* **ASSIGNED TASK**:
Needed from the data below: all lines that contain the word "info".

════════════════════

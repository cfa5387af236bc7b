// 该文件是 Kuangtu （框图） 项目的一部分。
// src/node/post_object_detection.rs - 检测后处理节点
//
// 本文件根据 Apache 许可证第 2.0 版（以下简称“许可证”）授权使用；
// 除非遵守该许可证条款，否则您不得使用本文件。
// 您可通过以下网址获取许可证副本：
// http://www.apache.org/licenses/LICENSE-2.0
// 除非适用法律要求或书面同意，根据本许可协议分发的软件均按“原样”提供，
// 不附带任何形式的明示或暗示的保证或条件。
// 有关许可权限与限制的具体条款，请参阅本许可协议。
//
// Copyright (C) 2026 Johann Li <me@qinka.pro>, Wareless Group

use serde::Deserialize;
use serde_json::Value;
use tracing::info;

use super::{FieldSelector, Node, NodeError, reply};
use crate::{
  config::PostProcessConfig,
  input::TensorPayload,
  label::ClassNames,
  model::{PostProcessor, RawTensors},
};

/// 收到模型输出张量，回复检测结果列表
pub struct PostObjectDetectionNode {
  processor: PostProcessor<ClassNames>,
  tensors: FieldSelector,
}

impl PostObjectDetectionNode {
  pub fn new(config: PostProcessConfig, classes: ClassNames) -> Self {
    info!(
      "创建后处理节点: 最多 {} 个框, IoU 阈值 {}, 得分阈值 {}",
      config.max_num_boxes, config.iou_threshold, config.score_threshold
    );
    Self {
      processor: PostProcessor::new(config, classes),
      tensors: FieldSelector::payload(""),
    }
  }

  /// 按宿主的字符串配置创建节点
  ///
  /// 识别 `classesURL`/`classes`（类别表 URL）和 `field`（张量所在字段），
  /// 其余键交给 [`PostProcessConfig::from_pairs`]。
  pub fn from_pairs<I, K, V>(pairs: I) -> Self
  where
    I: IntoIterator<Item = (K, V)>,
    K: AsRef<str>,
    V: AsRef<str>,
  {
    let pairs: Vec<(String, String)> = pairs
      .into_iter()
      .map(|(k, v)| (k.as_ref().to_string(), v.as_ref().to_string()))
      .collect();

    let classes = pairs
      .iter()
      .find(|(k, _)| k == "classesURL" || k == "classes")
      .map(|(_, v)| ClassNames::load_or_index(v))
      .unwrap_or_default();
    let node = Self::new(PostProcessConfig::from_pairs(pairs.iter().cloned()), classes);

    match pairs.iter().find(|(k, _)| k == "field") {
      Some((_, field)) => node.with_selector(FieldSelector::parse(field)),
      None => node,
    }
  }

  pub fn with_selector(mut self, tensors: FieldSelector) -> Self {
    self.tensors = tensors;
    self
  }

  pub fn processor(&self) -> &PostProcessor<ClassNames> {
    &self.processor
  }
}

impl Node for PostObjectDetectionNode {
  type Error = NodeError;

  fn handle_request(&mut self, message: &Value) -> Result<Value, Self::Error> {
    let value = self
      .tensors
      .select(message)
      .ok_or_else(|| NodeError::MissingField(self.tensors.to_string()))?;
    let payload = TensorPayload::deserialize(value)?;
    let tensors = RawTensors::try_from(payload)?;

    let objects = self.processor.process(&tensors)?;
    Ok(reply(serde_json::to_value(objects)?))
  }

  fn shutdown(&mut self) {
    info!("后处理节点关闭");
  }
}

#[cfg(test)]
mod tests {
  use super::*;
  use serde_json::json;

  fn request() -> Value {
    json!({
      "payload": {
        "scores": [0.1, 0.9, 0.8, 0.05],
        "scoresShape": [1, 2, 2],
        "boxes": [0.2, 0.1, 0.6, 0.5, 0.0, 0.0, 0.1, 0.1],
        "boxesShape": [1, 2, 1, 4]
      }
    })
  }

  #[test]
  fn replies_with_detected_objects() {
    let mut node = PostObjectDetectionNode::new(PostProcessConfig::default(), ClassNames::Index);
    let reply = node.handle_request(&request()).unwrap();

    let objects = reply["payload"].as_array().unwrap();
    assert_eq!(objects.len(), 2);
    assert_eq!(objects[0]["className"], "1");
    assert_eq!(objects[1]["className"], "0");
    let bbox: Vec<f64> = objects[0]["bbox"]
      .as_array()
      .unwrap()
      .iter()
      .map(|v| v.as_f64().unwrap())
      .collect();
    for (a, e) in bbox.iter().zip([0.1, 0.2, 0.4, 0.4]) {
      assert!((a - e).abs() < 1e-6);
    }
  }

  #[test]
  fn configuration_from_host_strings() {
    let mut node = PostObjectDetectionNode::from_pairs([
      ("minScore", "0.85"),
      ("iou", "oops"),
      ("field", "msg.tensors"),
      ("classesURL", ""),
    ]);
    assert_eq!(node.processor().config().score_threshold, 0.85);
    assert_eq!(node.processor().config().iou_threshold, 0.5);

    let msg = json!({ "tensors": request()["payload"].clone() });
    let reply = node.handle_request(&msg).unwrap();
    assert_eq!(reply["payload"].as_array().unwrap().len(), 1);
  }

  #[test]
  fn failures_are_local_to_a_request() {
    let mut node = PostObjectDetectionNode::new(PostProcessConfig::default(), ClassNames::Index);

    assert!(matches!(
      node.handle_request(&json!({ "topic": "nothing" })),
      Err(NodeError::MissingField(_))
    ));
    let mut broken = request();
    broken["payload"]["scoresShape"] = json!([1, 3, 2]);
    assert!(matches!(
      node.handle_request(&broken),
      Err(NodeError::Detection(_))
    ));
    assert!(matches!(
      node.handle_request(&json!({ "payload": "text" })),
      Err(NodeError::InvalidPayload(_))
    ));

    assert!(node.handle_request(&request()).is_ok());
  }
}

════════════════════

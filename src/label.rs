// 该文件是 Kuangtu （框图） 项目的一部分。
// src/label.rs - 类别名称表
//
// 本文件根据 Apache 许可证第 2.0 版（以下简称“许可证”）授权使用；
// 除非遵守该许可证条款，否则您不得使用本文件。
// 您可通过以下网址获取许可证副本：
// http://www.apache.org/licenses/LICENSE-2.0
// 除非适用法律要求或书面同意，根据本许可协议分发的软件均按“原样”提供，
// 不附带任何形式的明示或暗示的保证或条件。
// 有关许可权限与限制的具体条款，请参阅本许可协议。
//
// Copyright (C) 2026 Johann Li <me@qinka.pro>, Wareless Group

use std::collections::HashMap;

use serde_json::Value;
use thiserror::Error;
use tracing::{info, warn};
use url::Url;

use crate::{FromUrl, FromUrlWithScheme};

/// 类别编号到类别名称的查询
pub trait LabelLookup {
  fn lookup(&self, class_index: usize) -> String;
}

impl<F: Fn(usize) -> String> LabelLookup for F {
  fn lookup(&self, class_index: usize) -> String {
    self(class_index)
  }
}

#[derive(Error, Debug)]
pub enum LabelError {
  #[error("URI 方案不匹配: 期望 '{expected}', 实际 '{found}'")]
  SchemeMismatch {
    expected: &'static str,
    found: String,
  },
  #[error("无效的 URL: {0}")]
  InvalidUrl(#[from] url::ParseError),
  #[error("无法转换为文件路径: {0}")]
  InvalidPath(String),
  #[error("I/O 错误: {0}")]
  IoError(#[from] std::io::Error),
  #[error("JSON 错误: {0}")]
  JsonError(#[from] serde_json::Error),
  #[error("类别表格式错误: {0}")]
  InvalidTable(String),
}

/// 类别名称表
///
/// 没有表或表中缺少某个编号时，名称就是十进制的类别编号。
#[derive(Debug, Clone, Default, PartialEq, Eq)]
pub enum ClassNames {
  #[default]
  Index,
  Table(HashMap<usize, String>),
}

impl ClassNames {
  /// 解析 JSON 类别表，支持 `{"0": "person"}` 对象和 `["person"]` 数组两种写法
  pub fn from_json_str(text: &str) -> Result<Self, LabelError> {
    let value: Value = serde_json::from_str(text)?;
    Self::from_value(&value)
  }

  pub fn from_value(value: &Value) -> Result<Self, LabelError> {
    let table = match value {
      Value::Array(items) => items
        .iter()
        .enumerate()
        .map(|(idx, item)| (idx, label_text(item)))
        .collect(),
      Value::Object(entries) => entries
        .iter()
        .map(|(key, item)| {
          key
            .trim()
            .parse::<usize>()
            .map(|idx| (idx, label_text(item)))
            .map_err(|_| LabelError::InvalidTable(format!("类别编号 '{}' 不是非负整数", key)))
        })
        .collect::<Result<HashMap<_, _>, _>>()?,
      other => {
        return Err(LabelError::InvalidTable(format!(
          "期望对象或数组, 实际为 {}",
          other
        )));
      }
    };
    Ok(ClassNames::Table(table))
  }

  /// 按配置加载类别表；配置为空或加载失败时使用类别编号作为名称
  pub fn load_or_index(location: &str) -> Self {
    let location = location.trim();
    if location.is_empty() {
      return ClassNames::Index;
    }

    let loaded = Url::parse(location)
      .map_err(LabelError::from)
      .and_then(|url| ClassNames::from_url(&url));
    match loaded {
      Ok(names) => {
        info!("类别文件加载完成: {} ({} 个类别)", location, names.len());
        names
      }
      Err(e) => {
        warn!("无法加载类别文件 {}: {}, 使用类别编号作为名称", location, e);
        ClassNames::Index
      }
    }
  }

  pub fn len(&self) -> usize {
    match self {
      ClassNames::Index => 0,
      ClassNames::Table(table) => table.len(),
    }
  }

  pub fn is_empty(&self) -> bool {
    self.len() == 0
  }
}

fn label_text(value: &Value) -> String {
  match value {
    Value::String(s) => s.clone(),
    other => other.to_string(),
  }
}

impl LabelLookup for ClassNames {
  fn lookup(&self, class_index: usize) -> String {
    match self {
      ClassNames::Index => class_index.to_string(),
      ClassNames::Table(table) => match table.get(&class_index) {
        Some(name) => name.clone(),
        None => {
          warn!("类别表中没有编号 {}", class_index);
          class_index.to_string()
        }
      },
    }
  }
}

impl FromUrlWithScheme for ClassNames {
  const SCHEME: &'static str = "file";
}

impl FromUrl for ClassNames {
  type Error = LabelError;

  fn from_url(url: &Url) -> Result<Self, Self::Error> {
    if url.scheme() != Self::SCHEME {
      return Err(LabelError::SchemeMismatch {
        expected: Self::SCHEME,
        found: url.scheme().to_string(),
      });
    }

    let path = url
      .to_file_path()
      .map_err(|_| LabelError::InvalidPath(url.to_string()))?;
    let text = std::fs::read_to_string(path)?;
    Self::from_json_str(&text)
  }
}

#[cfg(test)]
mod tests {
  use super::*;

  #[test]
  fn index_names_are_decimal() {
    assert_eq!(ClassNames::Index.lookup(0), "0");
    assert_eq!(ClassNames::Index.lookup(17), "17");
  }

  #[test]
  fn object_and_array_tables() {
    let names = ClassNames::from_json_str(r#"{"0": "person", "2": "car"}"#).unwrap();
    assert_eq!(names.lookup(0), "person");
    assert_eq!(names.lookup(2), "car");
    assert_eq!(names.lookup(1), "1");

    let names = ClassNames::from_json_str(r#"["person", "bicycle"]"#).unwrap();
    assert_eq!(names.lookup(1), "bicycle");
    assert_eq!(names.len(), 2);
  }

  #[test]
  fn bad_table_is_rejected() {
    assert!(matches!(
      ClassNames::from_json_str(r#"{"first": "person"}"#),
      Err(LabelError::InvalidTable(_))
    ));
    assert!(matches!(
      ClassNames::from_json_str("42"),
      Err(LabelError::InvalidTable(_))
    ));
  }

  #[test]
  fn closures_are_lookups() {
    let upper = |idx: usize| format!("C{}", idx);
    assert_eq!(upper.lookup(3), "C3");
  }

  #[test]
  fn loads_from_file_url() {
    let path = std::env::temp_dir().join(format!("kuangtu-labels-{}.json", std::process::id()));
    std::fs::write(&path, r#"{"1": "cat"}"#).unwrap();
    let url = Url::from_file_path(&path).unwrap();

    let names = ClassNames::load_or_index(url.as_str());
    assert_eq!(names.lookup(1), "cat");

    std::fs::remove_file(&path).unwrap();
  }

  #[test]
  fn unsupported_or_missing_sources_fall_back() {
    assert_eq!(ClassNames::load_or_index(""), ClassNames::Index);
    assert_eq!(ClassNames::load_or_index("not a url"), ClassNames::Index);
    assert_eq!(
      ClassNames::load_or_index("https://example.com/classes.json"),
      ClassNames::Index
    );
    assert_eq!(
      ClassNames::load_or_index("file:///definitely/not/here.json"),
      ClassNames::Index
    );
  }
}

════════════════════

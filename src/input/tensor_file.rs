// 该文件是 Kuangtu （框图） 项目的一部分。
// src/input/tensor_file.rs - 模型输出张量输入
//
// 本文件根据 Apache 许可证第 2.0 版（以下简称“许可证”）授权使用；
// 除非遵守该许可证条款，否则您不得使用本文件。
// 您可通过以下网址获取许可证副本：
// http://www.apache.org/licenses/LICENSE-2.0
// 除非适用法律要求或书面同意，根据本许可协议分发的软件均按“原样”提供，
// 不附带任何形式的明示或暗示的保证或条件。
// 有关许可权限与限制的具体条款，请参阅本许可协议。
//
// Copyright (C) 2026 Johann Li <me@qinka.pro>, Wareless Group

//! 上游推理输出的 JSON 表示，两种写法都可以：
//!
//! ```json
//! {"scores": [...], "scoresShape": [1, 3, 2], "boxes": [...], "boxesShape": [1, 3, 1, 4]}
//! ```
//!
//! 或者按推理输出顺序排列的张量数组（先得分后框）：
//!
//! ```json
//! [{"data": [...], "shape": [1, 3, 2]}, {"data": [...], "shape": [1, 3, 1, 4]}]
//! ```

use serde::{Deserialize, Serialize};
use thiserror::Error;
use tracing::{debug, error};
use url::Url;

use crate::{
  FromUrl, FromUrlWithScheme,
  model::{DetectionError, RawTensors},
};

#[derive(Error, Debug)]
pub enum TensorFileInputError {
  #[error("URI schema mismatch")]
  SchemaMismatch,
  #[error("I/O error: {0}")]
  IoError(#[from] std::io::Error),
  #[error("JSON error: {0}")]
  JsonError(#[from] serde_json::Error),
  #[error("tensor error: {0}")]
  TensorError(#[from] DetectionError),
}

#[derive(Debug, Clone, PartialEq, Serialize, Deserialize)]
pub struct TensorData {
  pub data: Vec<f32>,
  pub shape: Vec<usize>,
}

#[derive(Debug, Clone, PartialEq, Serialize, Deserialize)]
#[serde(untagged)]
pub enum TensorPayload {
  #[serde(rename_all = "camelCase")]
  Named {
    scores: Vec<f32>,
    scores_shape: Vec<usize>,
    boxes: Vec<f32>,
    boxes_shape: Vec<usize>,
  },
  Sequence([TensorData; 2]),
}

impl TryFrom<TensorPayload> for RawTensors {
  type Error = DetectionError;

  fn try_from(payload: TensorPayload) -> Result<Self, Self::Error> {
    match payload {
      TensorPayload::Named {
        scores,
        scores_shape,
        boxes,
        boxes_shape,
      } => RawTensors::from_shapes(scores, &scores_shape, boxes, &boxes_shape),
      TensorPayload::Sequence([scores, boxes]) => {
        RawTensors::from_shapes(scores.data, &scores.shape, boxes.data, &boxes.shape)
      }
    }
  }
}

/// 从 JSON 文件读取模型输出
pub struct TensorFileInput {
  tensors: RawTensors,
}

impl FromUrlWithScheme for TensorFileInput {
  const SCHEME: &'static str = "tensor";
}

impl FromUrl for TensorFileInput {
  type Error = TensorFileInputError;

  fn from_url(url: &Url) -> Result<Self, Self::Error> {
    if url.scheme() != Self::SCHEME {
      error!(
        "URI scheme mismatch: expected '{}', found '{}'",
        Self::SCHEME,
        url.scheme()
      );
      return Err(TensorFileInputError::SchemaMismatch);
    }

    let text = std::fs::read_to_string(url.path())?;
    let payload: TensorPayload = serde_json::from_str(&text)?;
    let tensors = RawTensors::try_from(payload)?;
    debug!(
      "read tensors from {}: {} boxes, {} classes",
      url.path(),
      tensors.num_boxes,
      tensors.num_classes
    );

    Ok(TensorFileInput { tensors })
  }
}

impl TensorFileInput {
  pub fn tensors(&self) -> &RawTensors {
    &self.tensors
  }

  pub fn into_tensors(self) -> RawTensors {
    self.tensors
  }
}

════════════════════

* **EXPECTED ANSWER**:
use tracing::info;
    info!(
    info!("后处理节点关闭");
use tracing::{info, warn};
        info!("类别文件加载完成: {} ({} 个类别)", location, names.len());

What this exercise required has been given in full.